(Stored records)
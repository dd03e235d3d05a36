// ============================================================================
// Numeric Module
// Digit-reduction arithmetic shared by every calculator
// ============================================================================
//
// This module provides:
// - reduce / reduce_trace: theosophical reduction with a per-number policy
// - Reduction: the full chain of a reduction, used for karmic debt detection
// - The fixed master-number, karmic-debt and vibration tables
//
// Design principles:
// - Total over u32, no panics, no allocation
// - No floating-point operations

mod reduction;

pub use reduction::{
    digit_sum, is_karmic_debt, is_master, reduce, reduce_trace, root, vibration_root, Reduction,
    ReductionPolicy, KARMIC_DEBTS, MASTER_NUMBERS, VIBRATIONS,
};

WHAT IS REQUIRED: Transcribe the records above exactly as they appear.

TASK RESPONSE:
repository dd03e235d3d05a36
// ============================================================================
// Numeric Module
// Digit-reduction arithmetic shared by every calculator
// ============================================================================
//
// This module provides:
// - reduce / reduce_trace: theosophical reduction with a per-number policy
// - Reduction: the full chain of a reduction, used for karmic debt detection
// - The fixed master-number, karmic-debt and vibration tables
//
// Design principles:
// - Total over u32, no panics, no allocation
// - No floating-point operations

mod reduction;

pub use reduction::{
    digit_sum, is_karmic_debt, is_master, reduce, reduce_trace, root, vibration_root, Reduction,
    ReductionPolicy, KARMIC_DEBTS, MASTER_NUMBERS, VIBRATIONS,
};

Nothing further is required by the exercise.